SH-132 begins at State Highway 51 in rural Kingfisher County 3 mi east of the unincorporated community of Lacey. It heads north from there, passing through unincorporated Cato before crossing into Garfield County. Approximately 4.5 mi north of the county line, the highway cuts through Barr. 5 mi north of Barr, the road skirts the east edge of Drummond, where it crosses a Grainbelt Corporation railroad track. The highway then meets U.S. Highway 60/412 west of Enid.

SH-132 turns east and overlaps the U.S. routes for one mile (1.6 km), before splitting back off to the north. In Carrier, it briefly overlaps State Highway 45. North of Carrier, the highway crosses another railroad track, this one operated by Burlington Northern Santa Fe, before running to the west of Hillsdale. At the Garfield–Grant County line, the highway curves to the northwest before turning back to a due north heading in order to line up with Grant County's road grid.

SH-132's first numbered highway junction in Grant County is with US-64. SH-132 turns to the west, overlapping US-64 for 2 mi before splitting off to the north in Nash. North of Nash, the highway passes through two sharp curves before crossing over the Salt Fork of the Arkansas River, and through two more sharp curves after the crossing. SH-132 then passes one mile (1.6 km) to the west of unincorporated Hawley. Its final highway junction in Oklahoma is with State Highway 11. From here, the highway continues due north, passing west of Sand Creek, Wakita, and Gibbon en route to Manchester.
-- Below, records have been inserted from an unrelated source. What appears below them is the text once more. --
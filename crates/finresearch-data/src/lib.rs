pub mod error;
pub mod ledger;
pub mod market_data;
pub mod memory;
pub mod metrics;
pub mod search;

pub use error::DataError;
pub use ledger::RunLedger;
pub use market_data::{DataRequest, FmpClient, MarketData, StatementQuery};
pub use memory::MemoryCache;
pub use metrics::{compute_metrics, market_snapshot};
pub use search::{SearchOutcome, SerpApiClient, WebSearch};
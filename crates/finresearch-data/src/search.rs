use std::time::Duration;

use async_trait::async_trait;
use finresearch_models::{DataConfig, SearchHit, SourceAttribution};
use serde::Deserialize;

use crate::error::DataError;

pub const SERPAPI_ORIGIN: &str = "SerpAPI web search";

/// Result of one web search. Errors are carried inline.
#[derive(Debug, Clone, Default, PartialEq)]
pub struct SearchOutcome {
    pub hits: Vec<SearchHit>,
    pub source: Option<SourceAttribution>,
    pub error: Option<String>,
}

#[async_trait]
pub trait WebSearch: Send + Sync {
    async fn search(&self, query: &str, max_results: usize) -> SearchOutcome;
}

#[derive(Deserialize)]
struct SerpResponse {
    #[serde(default)]
    organic_results: Vec<OrganicResult>,
    #[serde(default)]
    error: Option<String>,
}

#[derive(Deserialize)]
struct OrganicResult {
    #[serde(default)]
    title: String,
    #[serde(default)]
    link: String,
    #[serde(default)]
    snippet: String,
    #[serde(default)]
    source: Option<String>,
    #[serde(default)]
    displayed_link: Option<String>,
}

impl From<OrganicResult> for SearchHit {
    fn from(r: OrganicResult) -> Self {
        SearchHit {
            title: r.title,
            link: r.link,
            snippet: r.snippet,
            source: r.source.or(r.displayed_link).unwrap_or_default(),
        }
    }
}

/// Google results through SerpAPI.
pub struct SerpApiClient {
    http: reqwest::Client,
    base_url: String,
    api_key: String,
}

impl SerpApiClient {
    pub fn new(
        base_url: impl Into<String>,
        api_key: impl Into<String>,
        timeout: Duration,
    ) -> Result<Self, DataError> {
        let http = reqwest::Client::builder().timeout(timeout).build()?;
        Ok(Self {
            http,
            base_url: base_url.into(),
            api_key: api_key.into(),
        })
    }

    pub fn from_config(config: &DataConfig) -> Result<Self, DataError> {
        let api_key = std::env::var(&config.search_api_key_env).unwrap_or_default();
        Self::new(
            config.search_base_url.clone(),
            api_key,
            Duration::from_secs(config.timeout_seconds),
        )
    }

    async fn query(&self, query: &str, max_results: usize) -> Result<Vec<SearchHit>, DataError> {
        if self.api_key.is_empty() {
            return Err(DataError::Config("search API key not configured".to_string()));
        }

        let response = self
            .http
            .get(&self.base_url)
            .query(&[
                ("q", query),
                ("engine", "google"),
                ("api_key", self.api_key.as_str()),
                ("num", &max_results.to_string()),
            ])
            .send()
            .await?;

        let status = response.status();
        if !status.is_success() {
            return Err(DataError::Status {
                status: status.as_u16(),
                endpoint: "search".to_string(),
            });
        }

        let body: SerpResponse = response.json().await?;
        if let Some(error) = body.error {
            return Err(DataError::Provider(error));
        }

        Ok(body
            .organic_results
            .into_iter()
            .take(max_results)
            .map(SearchHit::from)
            .collect())
    }
}

#[async_trait]
impl WebSearch for SerpApiClient {
    async fn search(&self, query: &str, max_results: usize) -> SearchOutcome {
        match self.query(query, max_results).await {
            Ok(hits) => {
                tracing::debug!(query, hits = hits.len(), "Web search complete");
                SearchOutcome {
                    hits,
                    source: Some(SourceAttribution::now(SERPAPI_ORIGIN, query)),
                    error: None,
                }
            }
            Err(e) => {
                tracing::warn!(query, error = %e, "Web search failed");
                SearchOutcome {
                    hits: vec![],
                    source: None,
                    error: Some(e.to_string()),
                }
            }
        }
    }
}

#[cfg(test)]
mod tests {
    use super::*;
    use wiremock::matchers::{method, query_param};
    use wiremock::{Mock, MockServer, ResponseTemplate};

    #[tokio::test]
    async fn parses_organic_results() {
        let server = MockServer::start().await;
        Mock::given(method("GET"))
            .and(query_param("q", "ACME news"))
            .respond_with(ResponseTemplate::new(200).set_body_json(serde_json::json!({
                "organic_results": [
                    {"title": "Acme beats", "link": "https://a.example", "snippet": "Q3", "source": "Reuters"},
                    {"title": "Acme guidance", "link": "https://b.example", "snippet": "FY", "displayed_link": "b.example"},
                    {"title": "Third", "link": "https://c.example", "snippet": ""}
                ]
            })))
            .mount(&server)
            .await;

        let client = SerpApiClient::new(server.uri(), "k", Duration::from_secs(5)).unwrap();
        let outcome = client.search("ACME news", 2).await;

        assert!(outcome.error.is_none());
        assert_eq!(outcome.hits.len(), 2);
        assert_eq!(outcome.hits[0].source, "Reuters");
        assert_eq!(outcome.hits[1].source, "b.example");
        assert_eq!(outcome.source.unwrap().endpoint, "ACME news");
    }

    #[tokio::test]
    async fn missing_key_is_inline_error() {
        let client = SerpApiClient::new("http://127.0.0.1:9", "", Duration::from_secs(1)).unwrap();
        let outcome = client.search("ACME", 5).await;

        assert!(outcome.hits.is_empty());
        assert!(outcome.error.unwrap().contains("not configured"));
    }

    #[tokio::test]
    async fn server_error_is_inline_error() {
        let server = MockServer::start().await;
        Mock::given(method("GET"))
            .respond_with(ResponseTemplate::new(500))
            .mount(&server)
            .await;

        let client = SerpApiClient::new(server.uri(), "k", Duration::from_secs(5)).unwrap();
        let outcome = client.search("ACME", 5).await;
        assert!(outcome.error.unwrap().contains("500"));
    }
}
After passing through Manchester, the highway turns west along the Oklahoma–Kansas state line. The road then curves back to the north, fully entering the state of Kansas, and becomes K-179.

==History==
SH-132 was first designated on July 14, 1956. Initially, the highway began at what was then SH-38 (present-day SH-45) in Carrier, proceeding north along its present-day route to end at US-64 east of Nash. On May 8, 1958, the portion of the route concurrent with US-64 into Nash, and from Nash to the Kansas state line north of Manchester, was added. The route did not appear on the official state highway map until the 1959 edition. At this time, portions of the route in Grant County, including from the Garfield–Grant county line to US-64 and a segment between Nash and Manchester, were unpaved. By 1961, the segment of highway north of SH-11 had been paved.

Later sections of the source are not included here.